If the output movie is not to contain field information, Mediarecorder simply copies the data for lost field(s) into the new frame. However, if the output movie does contain fields, Mediarecorder can refer to earlier fields in the file without duplicating the data. If the missing field is an F1, Mediarecorder uses an unusually large gap between the F1 which occurs earlier in the file and the very recent F2. If the missing field is an F2, Mediarecorder uses a negative gap to refer to an F2 which starts before an F1.

Here is a diagram showing how the data chunks are laid out in the movie file when a F1 field is lost, and must be substituted with an F1 from earlier in the file:

Here is the same diagram, showing how the chunks are laid out in the event an F2 is lost. Note the negative gap which refers to an F2 occurring before the F1 in the file:

For more information on spatial and temporal field duplication, see the Lurker's Guide documents Fields: Why Video is Crucially Different from Graphics and Fields, F1/F2, Interleave, Field Dominance And More.

Pixel Aspect

Pixel aspect is a floating point number defined in the dmconvert manual page as "the vertical extent of a pixel divided by its horizontal extent." The pixel aspect is not to be confused with the aspect ratio of a entire video frame.

Video recorded with square pixels has a pixel aspect of 1.0.

Prior to IRIX 6.3, dmrecord would always set the pixel aspect ratio for a movie's image track to 1.0, regardless of the video signal it was recorded from. In IRIX 6.3, dmrecord sets the pixel aspect ratio correctly for all forms of digital video. See the Lurker's Guide document Square and Non-Square Pixels for the precise aspect ratios.

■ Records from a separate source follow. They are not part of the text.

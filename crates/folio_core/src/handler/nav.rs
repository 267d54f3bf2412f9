//! Mobile navigation toggle.
//!
//! # Invariants
//! - `menu_open`, `toggle_expanded` and `icon` are always written together.

use crate::model::page::{LinkOrigin, MenuIcon, Page};
use log::debug;

/// Flips the menu-open flag and its expanded indicator and glyph.
///
/// Returns the new menu-open value.
pub fn toggle(page: &mut Page) -> bool {
    set_menu_open(page, !page.nav.menu_open);
    debug!(
        "event=menu_toggle module=nav status=ok open={}",
        page.nav.menu_open
    );
    page.nav.menu_open
}

/// Closes the menu through the toggle path when it is open.
///
/// Returns `true` when a transition happened.
pub fn close_menu(page: &mut Page) -> bool {
    if !page.nav.menu_open {
        return false;
    }
    toggle(page);
    true
}

/// Auto-close-on-navigate policy for links inside the nav container.
///
/// Links elsewhere on the page never touch the menu, even when they point
/// at the same section as a nav link.
pub fn on_nav_link_click(page: &mut Page, origin: LinkOrigin) -> bool {
    match origin {
        LinkOrigin::NavMenu => close_menu(page),
        LinkOrigin::Page => false,
    }
}

fn set_menu_open(page: &mut Page, open: bool) {
    page.nav.menu_open = open;
    page.nav.toggle_expanded = open;
    page.nav.icon = if open {
        MenuIcon::Times
    } else {
        MenuIcon::Bars
    };
}
//! Injectable page state.
//!
//! # Responsibility
//! - Hold every presentational value the handlers read or write.
//! - Carry the last layout metrics reported by the host.
//!
//! # Invariants
//! - `nav.menu_open`, `nav.toggle_expanded` and `nav.icon` always agree.
//! - At most one nav link is active.
//! - `progress_width` stays within `0.0..=100.0`.

use crate::config::PageConfig;
use crate::render::node::Node;

/// Stable identifiers of the rendering-surface elements.
pub mod ids {
    pub const MENU_TOGGLE: &str = "menuToggle";
    pub const NAV_LINKS: &str = "navLinks";
    pub const CONTACT_FORM: &str = "contactForm";
    pub const FORM_MESSAGE: &str = "formMessage";
    pub const PROJECTS_GRID: &str = "projectsGrid";
    pub const SCROLL_PROGRESS: &str = "scrollProgress";
    pub const CURRENT_YEAR: &str = "currentYear";
    pub const INPUT_NAME: &str = "name";
    pub const INPUT_EMAIL: &str = "email";
    pub const INPUT_MESSAGE: &str = "message";
}

/// Glyph shown on the menu toggle.
#[derive(Debug, Clone, Copy, PartialEq, Eq)]
pub enum MenuIcon {
    /// Closed menu (hamburger).
    Bars,
    /// Open menu (close cross).
    Times,
}

impl MenuIcon {
    /// Icon-font class name for host renderers.
    pub fn class_name(self) -> &'static str {
        match self {
            Self::Bars => "fa-bars",
            Self::Times => "fa-times",
        }
    }
}

#[derive(Debug, Clone, PartialEq, Eq)]
pub struct NavLink {
    pub href: String,
    pub active: bool,
}

/// Mobile navigation state.
#[derive(Debug, Clone, PartialEq, Eq)]
pub struct NavState {
    pub menu_open: bool,
    /// Mirrors `aria-expanded` on the toggle control.
    pub toggle_expanded: bool,
    pub icon: MenuIcon,
    pub links: Vec<NavLink>,
}

impl NavState {
    pub fn new(hrefs: &[String]) -> Self {
        Self {
            menu_open: false,
            toggle_expanded: false,
            icon: MenuIcon::Bars,
            links: hrefs
                .iter()
                .map(|href| NavLink {
                    href: href.clone(),
                    active: false,
                })
                .collect(),
        }
    }

    pub fn active_href(&self) -> Option<&str> {
        self.links
            .iter()
            .find(|link| link.active)
            .map(|link| link.href.as_str())
    }
}

/// Contact form input values.
#[derive(Debug, Clone, Default, PartialEq, Eq)]
pub struct ContactForm {
    pub name: String,
    pub email: String,
    pub message: String,
}

impl ContactForm {
    pub fn clear(&mut self) {
        self.name.clear();
        self.email.clear();
        self.message.clear();
    }
}

#[derive(Debug, Clone, Copy, PartialEq, Eq)]
pub enum Tone {
    Success,
    Error,
}

impl Tone {
    /// Text colour the message is styled with.
    pub fn color(self) -> &'static str {
        match self {
            Self::Success => "green",
            Self::Error => "red",
        }
    }
}

#[derive(Debug, Clone, PartialEq, Eq)]
pub struct FormMessage {
    pub text: String,
    pub tone: Tone,
}

/// Vertical extent of one named page section.
#[derive(Debug, Clone, PartialEq)]
pub struct SectionBounds {
    pub id: String,
    pub top: f64,
    pub height: f64,
}

impl SectionBounds {
    pub fn new(id: impl Into<String>, top: f64, height: f64) -> Self {
        Self {
            id: id.into(),
            top,
            height,
        }
    }
}

/// Layout metrics as measured by the host.
#[derive(Debug, Clone, Default, PartialEq)]
pub struct Layout {
    /// Full document height.
    pub scroll_height: f64,
    /// Visible viewport height.
    pub client_height: f64,
    pub viewport_width: f64,
    /// Sections in document order.
    pub sections: Vec<SectionBounds>,
}

impl Layout {
    pub fn section(&self, id: &str) -> Option<&SectionBounds> {
        self.sections.iter().find(|section| section.id == id)
    }
}

/// Where an activated link lives on the page.
#[derive(Debug, Clone, Copy, PartialEq, Eq)]
pub enum LinkOrigin {
    /// Inside the `navLinks` container.
    NavMenu,
    /// Anywhere else (hero buttons, footer, cards).
    Page,
}

/// One link activation with the layout measured at click time.
#[derive(Debug, Clone, PartialEq)]
pub struct LinkActivation {
    pub href: String,
    pub origin: LinkOrigin,
    pub layout: Layout,
}

impl LinkActivation {
    pub fn new(href: impl Into<String>, origin: LinkOrigin, layout: Layout) -> Self {
        Self {
            href: href.into(),
            origin,
            layout,
        }
    }
}

/// Whole page state handed to every handler.
#[derive(Debug, Clone, PartialEq)]
pub struct Page {
    pub nav: NavState,
    pub navbar_scrolled: bool,
    pub progress_width: f64,
    pub projects_grid: Vec<Node>,
    pub form: ContactForm,
    pub form_message: Option<FormMessage>,
    pub year_text: Option<String>,
    pub layout: Layout,
}

impl Page {
    pub fn new(config: &PageConfig) -> Self {
        Self {
            nav: NavState::new(&config.nav_links),
            navbar_scrolled: false,
            progress_width: 0.0,
            projects_grid: Vec::new(),
            form: ContactForm::default(),
            form_message: None,
            year_text: None,
            layout: Layout::default(),
        }
    }

    /// Grid container holding the rendered cards.
    pub fn projects_grid_node(&self) -> Node {
        Node::element("div")
            .attr("id", ids::PROJECTS_GRID)
            .class("projects-grid")
            .children(self.projects_grid.iter().cloned())
    }

    /// Serialized markup of the project grid contents.
    pub fn projects_html(&self) -> String {
        self.projects_grid
            .iter()
            .map(Node::to_html)
            .collect::<String>()
    }
}

impl Default for Page {
    fn default() -> Self {
        Self::new(&PageConfig::default())
    }
}
//! Display-fragment construction.
//!
//! # Responsibility
//! - Build card fragments as typed node trees, never by string splicing.
//! - Serialize node trees to escaped HTML for hosts that need markup.

pub mod cards;
pub mod node;

pub use cards::{render_project_card, render_project_grid};
pub use node::{escape_html, Node};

Most unfortunately, in IRIX 6.3 Media Recorder defines the pixel aspect as the horizontal extent divided by the vertical, in conflict with dmrecord, dmconvert, and dminfo. So movies recorded with Media Recorder will not agree with those recorded by dmrecord.

It is unfortunate that the pixel aspect is not stored as a genuine fraction. And given the inconsistencies with pixel aspect ratio in movie files to date, it seems best not to rely upon them. A more reliable method to determine pixel aspect is to look at the width and height of the image, and to infer the pixel aspect ratio from the image dimensions. A 720 pixel wide image that is 480 or 496 pixels high is likely to be Rec. 601 525 video, and a 720 pixel wide image that is 576 pixels high is likely Rec. 601 625 video.

Audio/Video Interleaving

Audio/video interleaving refers to the manner in which data chunks for audio are physically alternated, or "interleaved," with the video data chunks in the movie file.

In IRIX 6.2, the dmconvert utility performed this interleaving backwards from the manner in which the Movie Library playback engine expects to see it; it placed each data chunk containing video before the corresponding audio chunk. This problem was corrected in dmconvert from IRIX 6.3 on forwards.

The Media Recorder application is not guaranteed to perform uniform interleaving of audio and video data chunks if it is recording uncompressed data, or data compressed via a motion JPEG codec. This is because in these situations, it schedules the writes to disk opportunistically, as internal buffers from each audio and video source are ready and as availability of disk bandwidth permits.

32 and 64-bit offsets

Prior to IRIX 6.3, the largest data offset which could be expressed in a QuickTime movie is 32 bits in length. Unfortunately, this restricts a QuickTime movie to be less than 2 GB in length, a serious restriction for realistic amounts of video, and especially for uncompressed video.

In IRIX 6.3, SGI introduced a new scheme for storing 64-bit offsets into QuickTime movies. A new atom for describing chunk offsets was introduced, which is used preferentially to the standard chunk offset descriptor. This new chunk offset atom holds a 64-bit offset index.